Japanese carrier au by KDDI has been creating tech-as-art for well over a decade with its Infobar line of phones. After starting with a stylish-but-dumb cameraphone in 2003, the brand began offering fully-fledged smartphones with the A01 back in 2011. It's now back with the third iteration of the A series, the A03, and it's as pretty as ever.
Industrial design for the latest Infobar comes from minimalist product designer Naoto Fukasawa, who has worked on the range since its inception, and also created Muji's wall-mounted CD player, part of the MoMA's permanent collection. After the uncharacteristically bland A02, the A03 returns to Infobar's more colorful roots. Encased in anodized aluminum, the A03 has a 4.5-inch 1080p display, 13-megapixel camera, 16GB of storage (expandable with microSD) and capacitive keys for navigation. It's available in a number of hues, but our favorite is undoubtably "nishikigoi," the koi-inspired coloring that Infobar is famous for.
Software has always been a big draw for Infobar. The A03 comes with an Android skin from the award-winning artist and experimental web designer Yugo Nakamura. It's an refresh of Nakamura's "iida" UI that debuted on the A01 and mashes a traditional Android home screen with Windows Phone, putting widgets, social media, and apps all together in a single vertical-scrolling page.

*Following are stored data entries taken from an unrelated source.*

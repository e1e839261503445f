//! In-memory edits under the editability policy.
//!
//! A rejected edit returns an [`EditError`] and leaves the document unchanged.
//! Applying the same edit twice yields the same document as applying it once.

use crate::agent_config::document::{ConfigDocument, AGENT_SECTION, QUERY_SECTION_PREFIX};
use crate::error::EditError;
use tracing::{debug, warn};

impl ConfigDocument {
    /// Rename the section at `index`.
    ///
    /// Only query sections and the domain-credentials section can be renamed,
    /// and a query section must keep the `[query_` prefix. The new name is
    /// trimmed, must remain a single bracketed header line, and may not be
    /// `[agent]` or the name of another section.
    pub fn rename_section(&mut self, index: usize, new_name: &str) -> Result<(), EditError> {
        let len = self.len();
        let new_name = new_name.trim();
        let taken = self
            .sections()
            .iter()
            .enumerate()
            .any(|(i, s)| i != index && s.name() == new_name);
        let section = self
            .sections_mut()
            .get_mut(index)
            .ok_or(EditError::SectionOutOfRange { index, len })?;

        let rejection = if !section.is_section_name_editable() {
            Some(EditError::SectionNameLocked(section.name().to_string()))
        } else if section.is_query_section() && !new_name.starts_with(QUERY_SECTION_PREFIX) {
            Some(EditError::QueryPrefixRequired(new_name.to_string()))
        } else if !new_name.starts_with('[') || new_name.contains(['\n', '\r']) {
            Some(EditError::InvalidSectionName(new_name.to_string()))
        } else if new_name == AGENT_SECTION {
            Some(EditError::ReservedSectionName(new_name.to_string()))
        } else if taken {
            Some(EditError::DuplicateSectionName(new_name.to_string()))
        } else {
            None
        };

        if let Some(err) = rejection {
            warn!(section = section.name(), new_name, error = %err, "Rename rejected");
            return Err(err);
        }

        debug!(from = section.name(), to = new_name, "Section renamed");
        section.set_name(new_name.to_string());
        Ok(())
    }

    /// Replace the value of one field. Keys and editability never change.
    ///
    /// The value is trimmed, as it would be when the saved text is read back.
    pub fn set_field_value(
        &mut self,
        section_index: usize,
        field_index: usize,
        new_value: &str,
    ) -> Result<(), EditError> {
        let new_value = new_value.trim();
        let len = self.len();
        let section = self
            .sections_mut()
            .get_mut(section_index)
            .ok_or(EditError::SectionOutOfRange {
                index: section_index,
                len,
            })?;
        let section_name = section.name().to_string();
        let fields = section.fields_mut();
        let field_count = fields.len();
        let field = fields
            .get_mut(field_index)
            .ok_or_else(|| EditError::FieldOutOfRange {
                section: section_name.clone(),
                index: field_index,
                len: field_count,
            })?;

        let rejection = if !field.is_editable() {
            Some(EditError::FieldLocked {
                section: section_name.clone(),
                key: field.key().to_string(),
            })
        } else if new_value.contains(['\n', '\r']) {
            Some(EditError::MultilineValue {
                section: section_name.clone(),
                key: field.key().to_string(),
            })
        } else {
            None
        };

        if let Some(err) = rejection {
            warn!(section = %section_name, key = field.key(), error = %err, "Edit rejected");
            return Err(err);
        }

        debug!(section = %section_name, key = field.key(), "Field updated");
        field.replace_value(new_value.to_string());
        Ok(())
    }

    /// Index of the first section named `name`.
    pub fn section_index(&self, name: &str) -> Result<usize, EditError> {
        self.sections()
            .iter()
            .position(|s| s.name() == name)
            .ok_or_else(|| EditError::SectionNotFound(name.to_string()))
    }

    /// Index of the first field keyed `key` in the section at `section_index`.
    pub fn field_index(&self, section_index: usize, key: &str) -> Result<usize, EditError> {
        let section = self.section(section_index).ok_or(EditError::SectionOutOfRange {
            index: section_index,
            len: self.len(),
        })?;
        section
            .fields()
            .iter()
            .position(|f| f.key() == key)
            .ok_or_else(|| EditError::FieldNotFound {
                section: section.name().to_string(),
                key: key.to_string(),
            })
    }

    /// Set a value addressed by section header and key.
    pub fn set_value(&mut self, section: &str, key: &str, value: &str) -> Result<(), EditError> {
        let section_index = self.section_index(section)?;
        let field_index = self.field_index(section_index, key)?;
        self.set_field_value(section_index, field_index, value)
    }

    /// Rename a section addressed by its current header.
    pub fn rename(&mut self, from: &str, to: &str) -> Result<(), EditError> {
        let index = self.section_index(from)?;
        self.rename_section(index, to)
    }
}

The name-checking doesn't end with Fukasawa and Nakamura, however. Renowned stationary and graphic designer Maria Dahlgren (co-founder of Ordning & Reda) was tapped for hyper-colorful cases; fashion and fabric designer Akira Minagawa (who created couture brand Minä Perhonen) has limited-edition patterned cases; and high-end furniture maker Maruni (which counts Fukasawa as one of its designers) has crafted a wooden dock for the phone. Both the Minä Perhonen and Maruni collaborations will only be available as part of a special package from Japanese department store Isetan. There are even more names involved, but you get the point -- it's a big designer love-in.
The A03 comes out next month, but If you're thinking of importing it, be warned: although KDDI says it works across many bands, Japanese carriers are notorious for locking down their handsets. This being Android, you'll probably be able to work around that with some persistence. The A02 was unlockable, but at its heart it was an HTC J Butterfly -- the A03 is built by Kyocera instead. Put simply, this is not a phone you can just buy and pop in your own SIM card, though we're still going to give it a shot.